Todays question is: Can we tell when records have been deleted from an SQLite database?
TL;DR – We can provide some time and date information in very particular circumstances using the WAL log file. It can be very time consuming!
Quick warning – This article will assume some knowledge of SQLite databases. I will probably do some further posts on the fundamentals of SQLite databases as I think they are essential for any Digital Investigator. I will be doing posts on SQLite work in general and as I write them I will try and update this one with links to the other information.

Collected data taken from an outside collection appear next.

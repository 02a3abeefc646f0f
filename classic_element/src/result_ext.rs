//! Lifting foreign errors into [`ClassicResult`].
//!
//! Every fallible call in this crate shares one error handle,
//! `Arc<ClassicError>`. Code that calls `serde_json` or another library
//! whose error converts into [`ClassicError`] can finish with
//! [`ClassicResultExt::into_classic`] and then use `?` as usual.
//!
//! ```
//! use classic_element::{ClassicResult, ClassicResultExt, Props};
//!
//! fn theme_props(raw: &str) -> ClassicResult<Props> {
//!     let json = serde_json::from_str(raw).into_classic()?;
//!     Ok(Props::from_json(json))
//! }
//!
//! assert_eq!(theme_props(r#"{"dark": true}"#).ok(), Some(Props::new().with("dark", true)));
//! assert!(theme_props("{").is_err());
//! ```

use std::sync::Arc;

use crate::{ClassicError, ClassicResult};

/// Adds [`into_classic`](Self::into_classic) to results whose error type
/// converts into [`ClassicError`].
pub trait ClassicResultExt<T, E> {
    /// Keep the success value and wrap a failure in a shared
    /// [`ClassicError`].
    ///
    /// # Errors
    ///
    /// Returns the converted error when `self` is `Err`.
    fn into_classic(self) -> ClassicResult<T>;
}

impl<T, E> ClassicResultExt<T, E> for Result<T, E>
where
    E: Into<ClassicError>,
{
    fn into_classic(self) -> ClassicResult<T> {
        self.map_err(|err| Arc::new(err.into()))
    }
}
//! Steps that compose classes and drive instance state.

use std::sync::Arc;

use anyhow::{Result, anyhow, ensure};
use classic_element::{Declaration, Props, Value, create_class};
use rstest_bdd_macros::{given, then, when};

use super::parse_props;
use crate::fixtures::ClassContext;

fn answering(member: &str, result: String) -> Declaration {
    Declaration::new().method(member, move |_, _| Ok(Value::from(result.as_str())))
}

#[given("a mixin defining {member} as {result}")]
fn mixin_defining(class_context: &ClassContext, member: String, result: String) {
    let mut mixins = class_context.mixins.get().unwrap_or_default();
    mixins.push(answering(&member, result));
    class_context.mixins.set(mixins);
}

#[given("a declaration defining {member} as {result}")]
fn declaration_defining(class_context: &ClassContext, member: String, result: String) {
    class_context.declaration.set(answering(&member, result));
}

#[given("a declaration with initial state {state}")]
fn declaration_with_state(class_context: &ClassContext, state: String) {
    let initial = parse_props(&state);
    class_context
        .declaration
        .set(Declaration::new().initial_state(move |_| initial.clone()));
}

#[when("the class is composed")]
fn compose(class_context: &ClassContext) {
    let declaration = class_context
        .declaration
        .get()
        .unwrap_or_default()
        .mixins(class_context.mixins.get().unwrap_or_default());
    let component = create_class(&declaration);
    class_context
        .instance
        .set(component.construct(Props::new(), Props::new()));
}

#[when("the instance state is updated with {patch}")]
fn update_state(class_context: &ClassContext, patch: String) -> Result<()> {
    let mut instance = class_context
        .instance
        .get()
        .ok_or_else(|| anyhow!("expected a constructed instance"))?;
    class_context
        .previous_state
        .set(Arc::clone(instance.state_handle()));
    instance.set_state(&parse_props(&patch));
    class_context.instance.set(instance);
    Ok(())
}

#[then("calling {member} returns {expected}")]
fn calling_returns(class_context: &ClassContext, member: String, expected: String) -> Result<()> {
    let mut instance = class_context
        .instance
        .get()
        .ok_or_else(|| anyhow!("expected a constructed instance"))?;
    let result = instance.call(&member, &[]).map_err(|err| anyhow!(err))?;
    ensure!(
        result == Value::from(expected.as_str()),
        "unexpected result {result:?}"
    );
    Ok(())
}

#[then("the resulting state is {expected}")]
fn resulting_state(class_context: &ClassContext, expected: String) -> Result<()> {
    let state = class_context
        .instance
        .with_ref(|instance| instance.state().clone())
        .ok_or_else(|| anyhow!("expected a constructed instance"))?;
    ensure!(
        state == parse_props(&expected),
        "unexpected state {state:?}"
    );
    Ok(())
}

#[then("the state before the update was {expected}")]
fn previous_state(class_context: &ClassContext, expected: String) -> Result<()> {
    let previous = class_context
        .previous_state
        .get()
        .ok_or_else(|| anyhow!("expected a captured state"))?;
    let current = class_context
        .instance
        .with_ref(|instance| Arc::clone(instance.state_handle()))
        .ok_or_else(|| anyhow!("expected a constructed instance"))?;
    ensure!(
        !Arc::ptr_eq(&previous, &current),
        "state should be replaced, not mutated"
    );
    ensure!(
        previous.as_ref() == &parse_props(&expected),
        "previous state changed: {previous:?}"
    );
    Ok(())
}
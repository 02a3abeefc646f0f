//! Merged member table shared by every instance of a composed type.

use std::iter;

use crate::{Props, Value, merge};

use super::declaration::Declaration;

/// Name under which the built-in state mutator is exposed.
pub const SET_STATE: &str = "setState";

/// Member evaluated once at composition to produce the type's default props.
pub const GET_DEFAULT_PROPS: &str = "getDefaultProps";

/// Member evaluated on every new instance to produce its initial state.
pub const GET_INITIAL_STATE: &str = "getInitialState";

/// The composed prototype: mixin and declaration members folded in order.
#[derive(Clone, Debug)]
pub struct Prototype {
    members: Props,
    statics: Option<Props>,
}

impl Prototype {
    /// Fold the declaration's mixins and then the declaration itself.
    ///
    /// Members, lifecycle hooks included, merge key by key with later layers
    /// winning. Statics are taken whole from the last layer that defines
    /// them, so statics from different mixins are never unioned.
    pub(super) fn compose(declaration: &Declaration) -> Self {
        let layers = || declaration.mixins.iter().chain(iter::once(declaration));
        Self {
            members: merge(layers().map(|layer| Some(&layer.members))),
            statics: layers().rev().find_map(|layer| layer.statics.clone()),
        }
    }

    /// Borrow a stored member. The built-in `setState` is not stored.
    #[must_use]
    pub fn member(&self, name: &str) -> Option<&Value> {
        self.members.get(name)
    }

    /// Returns `true` when `name` resolves to a stored or built-in member.
    #[must_use]
    pub fn has_member(&self, name: &str) -> bool {
        name == SET_STATE || self.members.contains_key(name)
    }

    /// All stored members.
    #[must_use]
    pub const fn members(&self) -> &Props {
        &self.members
    }

    /// The statics mapping that won composition, if any.
    #[must_use]
    pub const fn statics(&self) -> Option<&Props> {
        self.statics.as_ref()
    }

    pub(super) fn has_method(&self, name: &str) -> bool {
        matches!(self.members.get(name), Some(Value::Method(_)))
    }
}
//! Declarative description of a component type.

use std::fmt;

use crate::{ClassicResult, ComponentInstance, Method, Props, Value};

use super::{
    Prototype,
    prototype::{GET_DEFAULT_PROPS, GET_INITIAL_STATE},
};

/// Members, mixins and statics describing a component type.
///
/// Mixins are declarations too, but only the top-level declaration's mixin
/// list is consulted during composition. Lifecycle hooks are plain members
/// named `getDefaultProps` and `getInitialState`; [`Declaration::default_props`]
/// and [`Declaration::initial_state`] are typed shorthands that store them.
///
/// ```
/// use classic_element::{Declaration, Props, Value, create_class};
///
/// let greeting = Declaration::new()
///     .default_props(|_| Props::new().with("name", "world"))
///     .method("render", |this, _| {
///         let name = this.props().get("name").and_then(Value::as_str).unwrap_or("?");
///         Ok(Value::from(format!("Hello, {name}!")))
///     });
///
/// let greeter = create_class(&greeting);
/// let mut instance = greeter.construct(greeter.default_props().clone(), Props::new());
/// assert_eq!(instance.call("render", &[]).ok(), Some(Value::from("Hello, world!")));
/// ```
#[derive(Clone, Default)]
pub struct Declaration {
    pub(super) members: Props,
    pub(super) mixins: Vec<Self>,
    pub(super) statics: Option<Props>,
}

impl Declaration {
    /// Create an empty declaration.
    #[must_use]
    pub fn new() -> Self {
        Self::default()
    }

    /// Define a callable member.
    #[must_use]
    pub fn method<F>(self, name: impl Into<String>, f: F) -> Self
    where
        F: Fn(&mut ComponentInstance, &[Value]) -> ClassicResult<Value> + Send + Sync + 'static,
    {
        self.member(name, Method::new(f))
    }

    /// Define a member holding any value.
    #[must_use]
    pub fn member(mut self, name: impl Into<String>, value: impl Into<Value>) -> Self {
        self.members.insert(name, value);
        self
    }

    /// Append a mixin. Later mixins win over earlier ones.
    #[must_use]
    pub fn mixin(mut self, mixin: Self) -> Self {
        self.mixins.push(mixin);
        self
    }

    /// Append several mixins in order.
    #[must_use]
    pub fn mixins(mut self, mixins: impl IntoIterator<Item = Self>) -> Self {
        self.mixins.extend(mixins);
        self
    }

    /// Set the statics copied onto the composed type.
    #[must_use]
    pub fn statics(mut self, statics: Props) -> Self {
        self.statics = Some(statics);
        self
    }

    /// Define `getDefaultProps` from a hook reading the composed prototype.
    #[must_use]
    pub fn default_props<F>(self, hook: F) -> Self
    where
        F: Fn(&Prototype) -> Props + Send + Sync + 'static,
    {
        self.method(GET_DEFAULT_PROPS, move |this, _| {
            Ok(Value::from(hook(this.component_type().prototype())))
        })
    }

    /// Define `getInitialState` from a hook reading the new instance.
    #[must_use]
    pub fn initial_state<F>(self, hook: F) -> Self
    where
        F: Fn(&ComponentInstance) -> Props + Send + Sync + 'static,
    {
        self.method(GET_INITIAL_STATE, move |this, _| Ok(Value::from(hook(this))))
    }

    /// Members declared directly on this declaration.
    #[must_use]
    pub const fn members(&self) -> &Props {
        &self.members
    }

    /// Mixins in application order.
    #[must_use]
    pub fn mixin_list(&self) -> &[Self] {
        &self.mixins
    }
}

impl fmt::Debug for Declaration {
    fn fmt(&self, f: &mut fmt::Formatter<'_>) -> fmt::Result {
        f.debug_struct("Declaration")
            .field("members", &self.members)
            .field("mixins", &self.mixins.len())
            .field("statics", &self.statics)
            .finish()
    }
}
//! Mixin-composed component types and element descriptors.
//!
//! This crate models components as data. [`create_class`] folds a
//! [`Declaration`] and its mixins into a constructible [`ComponentType`];
//! [`create_element`] and [`clone_element`] build [`Element`] descriptors
//! whose props merge type defaults, explicit props and children. Nothing
//! here renders or schedules anything.
//!
//! ```
//! use classic_element::{Declaration, Props, Value, clone_element, create_class, create_element};
//!
//! let label = create_class(
//!     &Declaration::new().default_props(|_| Props::new().with("colour", "grey")),
//! );
//! let element = create_element(&label, Some(&Props::new().with("text", "Save")), vec![]);
//! assert_eq!(element.props().get("colour"), Some(&Value::from("grey")));
//!
//! let highlighted = clone_element(&element, Some(&Props::new().with("colour", "gold")), vec![]);
//! assert_eq!(highlighted.props().get("colour"), Some(&Value::from("gold")));
//! assert_eq!(element.props().get("colour"), Some(&Value::from("grey")));
//! ```

use std::sync::Arc;

pub mod children;
mod class;
mod component;
mod element;
mod error;
mod props;
mod result_ext;
mod value;

pub use class::{
    ComponentInstance, ComponentType, Declaration, GET_DEFAULT_PROPS, GET_INITIAL_STATE,
    Prototype, SET_STATE, create_class,
};
pub use component::{Component, PureComponent};
pub use element::{CHILDREN, Element, ElementType, clone_element, create_element};
pub use error::ClassicError;
pub use props::{Props, merge};
pub use result_ext::ClassicResultExt;
pub use value::{Method, MethodFn, Value};

/// Result type used throughout the crate.
pub type ClassicResult<T> = Result<T, Arc<ClassicError>>;
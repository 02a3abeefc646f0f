//! Minimal component base without composition or state.

use crate::Props;

/// Lower-level component primitive: stores props and context as given.
///
/// Unlike instances of a composed [`crate::ComponentType`], a `Component`
/// never initialises state.
///
/// ```
/// use classic_element::{Component, Props};
///
/// let props = Props::new().with("a", 1);
/// let context = Props::new().with("b", 2);
/// let component = Component::new(props.clone(), context.clone());
/// assert_eq!(component.props(), &props);
/// assert_eq!(component.context(), &context);
/// ```
#[derive(Clone, Debug, Default, PartialEq)]
pub struct Component {
    props: Props,
    context: Props,
}

/// Same primitive as [`Component`], kept under the name callers use for
/// components whose output depends only on props and state.
pub type PureComponent = Component;

impl Component {
    /// Store `props` and `context` unchanged.
    #[must_use]
    pub const fn new(props: Props, context: Props) -> Self {
        Self { props, context }
    }

    /// Props supplied at construction.
    #[must_use]
    pub const fn props(&self) -> &Props {
        &self.props
    }

    /// Context supplied at construction.
    #[must_use]
    pub const fn context(&self) -> &Props {
        &self.context
    }
}
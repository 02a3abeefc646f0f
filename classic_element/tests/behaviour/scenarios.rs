//! Binds the `classic_element` feature files to the step registry.

use crate::fixtures::{ClassContext, ElementContext, class_context, element_context};
use rstest_bdd_macros::scenarios;

scenarios!(
    "tests/features/element_cloning.feature",
    fixtures = [element_context: ElementContext]
);
scenarios!(
    "tests/features/class_composition.feature",
    fixtures = [class_context: ClassContext]
);
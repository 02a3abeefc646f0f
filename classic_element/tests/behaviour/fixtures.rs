//! Shared fixtures for the behavioural scenarios.

use std::sync::Arc;

use classic_element::{ComponentInstance, Declaration, Element, Props};
use rstest::fixture;
use rstest_bdd::Slot;
use rstest_bdd_macros::ScenarioState;

/// Scenario state shared by the element cloning steps.
#[derive(Debug, Default, ScenarioState)]
pub struct ElementContext {
    /// Element built by the `Given` steps.
    pub original: Slot<Element>,
    /// Element produced by cloning.
    pub cloned: Slot<Element>,
}

/// Scenario state shared by the class composition steps.
#[derive(Debug, Default, ScenarioState)]
pub struct ClassContext {
    /// Mixins collected before composition.
    pub mixins: Slot<Vec<Declaration>>,
    /// Declaration collected before composition.
    pub declaration: Slot<Declaration>,
    /// Instance constructed from the composed class.
    pub instance: Slot<ComponentInstance>,
    /// State handle captured before the latest update.
    pub previous_state: Slot<Arc<Props>>,
}

/// Creates a clean element context for each scenario.
#[fixture]
pub fn element_context() -> ElementContext {
    ElementContext::default()
}

/// Creates a clean class context for each scenario.
#[fixture]
pub fn class_context() -> ClassContext {
    ClassContext::default()
}
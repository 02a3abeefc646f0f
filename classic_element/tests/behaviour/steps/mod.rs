//! Step definitions for the behavioural scenarios.

mod class_steps;
mod element_steps;

use classic_element::{Props, Value};

/// Parse `a=1,b=2` into props holding integer or string values.
pub fn parse_props(spec: &str) -> Props {
    spec.split(',')
        .filter_map(|pair| pair.split_once('='))
        .map(|(key, raw)| {
            let value = raw
                .trim()
                .parse::<i64>()
                .map_or_else(|_| Value::from(raw.trim()), Value::from);
            (key.trim().to_owned(), value)
        })
        .collect()
}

Edit (20/11/2020) : I’ve now written the post on SQLite fundamentals – can be seen here
This came up as part of an investigation where a number of text messages were deleted from a mobile phone device and it was necessary to attribute time and date information to the deletion. The records were some of the last ones on the device and it had been turned off/very little usage after the deletion.
The work I completed for this case obviously can’t be shared, and it was harder work to create test data for an IOS device for SMS/iMessage database, so throughout this I will be using test data from the Mozilla Firefox browser. The same principles apply to the original use case, though the technical details are slightly different.
Tools used throughout this post:
- X-Ways Forensics – can use other forensic tools and work around, but template files require X-Ways.
- SQLite Viewer – SQLiteSpy 1.9.14 (x64) – Download from here
- XT_SQLiteRecordDecoder 0.3 – One of my creations, available here
- Some X-Ways Templates – Available on downloads page here
Data used in examples:
- Firefox WAL Data.vhd – Available here
A quick examination of the SQLite database, that the records in question were located in, shows that the records are currently deleted in the database when the SQLite database and associated files (WAL and SHM files) were extracted from the exhibit. However, if just the SQLite database was extracted and viewed, the records were still showing as live in the database.
So why is this happening? Well the SQLite database system uses journaling to keep the integrity of a database if something unexpected happens (power outage to device etc.). There are two methods in use; Rollback Journal and Write Ahead Logs (WAL).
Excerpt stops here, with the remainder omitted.